La sincérité du scrutin a été altérée dès lors qu’il apparaît que les membres de la commission administrative ont été individuellement convoqués à la mairie afin de signer les comptes-rendus de travaux de révision de la liste électorale sans tenir de réelle séance.

Observations :

Si le préfet ne dispose que d’un délai très court - deux jours - pour déférer devant le tribunal administratif les travaux de la commission administrative chargée de procéder aux opérations de révision des listes électorales (C. élect., art. L. 20), et si la contestation des inscriptions et radiations ne peut s’opérer, devant le juge d’instance, que pendant dix jours à compter de l’affichage du tableau rectificatif du 10 janvier (C. élect., art. L. 25), une fois ces délais passés, il n’est pas possible de considérer en être définitivement "quitte" avec les obligations qu’impose le Code électoral pour la révision des listes électorales.

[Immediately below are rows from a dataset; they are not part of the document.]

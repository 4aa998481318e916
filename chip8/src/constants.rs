//! Constant values of the Chip-8 architecture.

/// Number of general purpose registers.
pub const REGISTER_COUNT: usize = 0x10; // 16

/// Index of the flag register VF, overwritten by carry, borrow and collision results.
pub const FLAG_REGISTER: usize = 0xF;

/// The lower memory space was historically used for the interpreter itself,
/// but is now used for fonts.
pub const MEM_START: usize = 0x200; // 512
pub const MEM_SIZE: usize = 0x1000; // 4096
/// Mask applied to every memory access, keeping addresses within 12 bits.
pub const MEM_MASK: usize = MEM_SIZE - 1;

/// Largest program that fits between the program entry point and the end of memory.
pub const MAX_PROGRAM_SIZE: usize = MEM_SIZE - MEM_START; // 3584

/// Levels of nesting allowed in the call stack.
///
/// The original RCA 1802 implementation allocated 48 bytes
/// for up to 12 levels of nesting. Most modern interpreters settled on 16.
pub const STACK_SIZE: usize = 0x10;

/// Start of the font sprites in memory.
pub const FONTSET_START: u16 = 0x50;
/// Each glyph is 8 pixels wide and 5 rows high.
pub const FONTSET_HEIGHT: usize = 5;
pub const FONTSET_GLYPH_COUNT: usize = 16;
pub const FONTSET_DATA_LENGTH: usize = FONTSET_HEIGHT * FONTSET_GLYPH_COUNT; // 80

pub const DISPLAY_WIDTH: usize = 64;
pub const DISPLAY_HEIGHT: usize = 32;
pub const DISPLAY_BUFFER_SIZE: usize = DISPLAY_WIDTH * DISPLAY_HEIGHT;
pub const DISPLAY_WIDTH_MASK: usize = DISPLAY_WIDTH - 1;
pub const DISPLAY_HEIGHT_MASK: usize = DISPLAY_HEIGHT - 1;

/// Conventional rate at which hosts drive the interpreter loop.
pub const DEFAULT_FREQUENCY: u64 = 60;

/// Number of nanoseconds in a second
#[doc(hidden)]
pub const NANOS_IN_SECOND: u64 = 1_000_000_000;

/// Number of keys on the keyboard (0x0-0xF)
pub const KEY_COUNT: u8 = 16;

/// Type for storing the 12-bit memory addresses.
pub type Address = u16;
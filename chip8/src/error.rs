//! Result and errors.
use std::fmt::{self, Display, Formatter};

use crate::constants::Address;

pub type Chip8Result<T> = std::result::Result<T, Chip8Error>;

#[derive(Debug, Clone, PartialEq, Eq)]
pub enum Chip8Error {
    /// Fetched instruction word does not decode to a supported instruction.
    UnsupportedOpcode { opcode: u16, address: Address },
    /// Attempt to load a bytecode program that can't fit in memory.
    CapacityExceeded { size: usize, capacity: usize },
    /// Subroutine call with every stack slot in use.
    StackOverflow { pc: Address },
    /// Subroutine return with an empty stack.
    StackUnderflow { pc: Address },
}

impl Display for Chip8Error {
    fn fmt(&self, f: &mut Formatter<'_>) -> fmt::Result {
        match self {
            Self::UnsupportedOpcode { opcode, address } => {
                write!(f, "unsupported opcode {opcode:04X} at address {address:04X}")
            }
            Self::CapacityExceeded { size, capacity } => write!(
                f,
                "program of {size} bytes is too large for VM memory, capacity is {capacity} bytes"
            ),
            Self::StackOverflow { pc } => write!(f, "call stack overflow at address {pc:04X}"),
            Self::StackUnderflow { pc } => write!(f, "call stack underflow at address {pc:04X}"),
        }
    }
}

impl std::error::Error for Chip8Error {}

#[cfg(test)]
mod test {
    use super::*;

    #[test]
    fn test_error_messages() {
        let err = Chip8Error::UnsupportedOpcode {
            opcode: 0x5001,
            address: 0x200,
        };
        assert_eq!(err.to_string(), "unsupported opcode 5001 at address 0200");

        let err = Chip8Error::StackUnderflow { pc: 0x2A4 };
        assert_eq!(err.to_string(), "call stack underflow at address 02A4");
    }
}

En effet, les vices ayant entaché la procédure de révision des listes électorales sont également susceptibles d’être utilisés dans le cadre du contentieux de l’élection (CE, 30 janv. 2002, El. mun. de Tourtoirac, req. n° 236327). Dès lors, alors même que les candidats se seront soumis à tous les obligations imposées par les textes en matière de candidature, de financement de la campagne électorale et de déroulement du scrutin, le non-respect des procédures affectant ce que les professeurs Barthélémy et Duez qualifiaient de « préparation lointaine de l’élection » (Traité de droit constitutionnel : Dalloz 1933, 2° éd. p. 386) - c’est-à-dire la confection des listes électorales - viendra entraîner l’annulation de l’élection si le juge estime que ce non-respect a altéré la sincérité du scrutin.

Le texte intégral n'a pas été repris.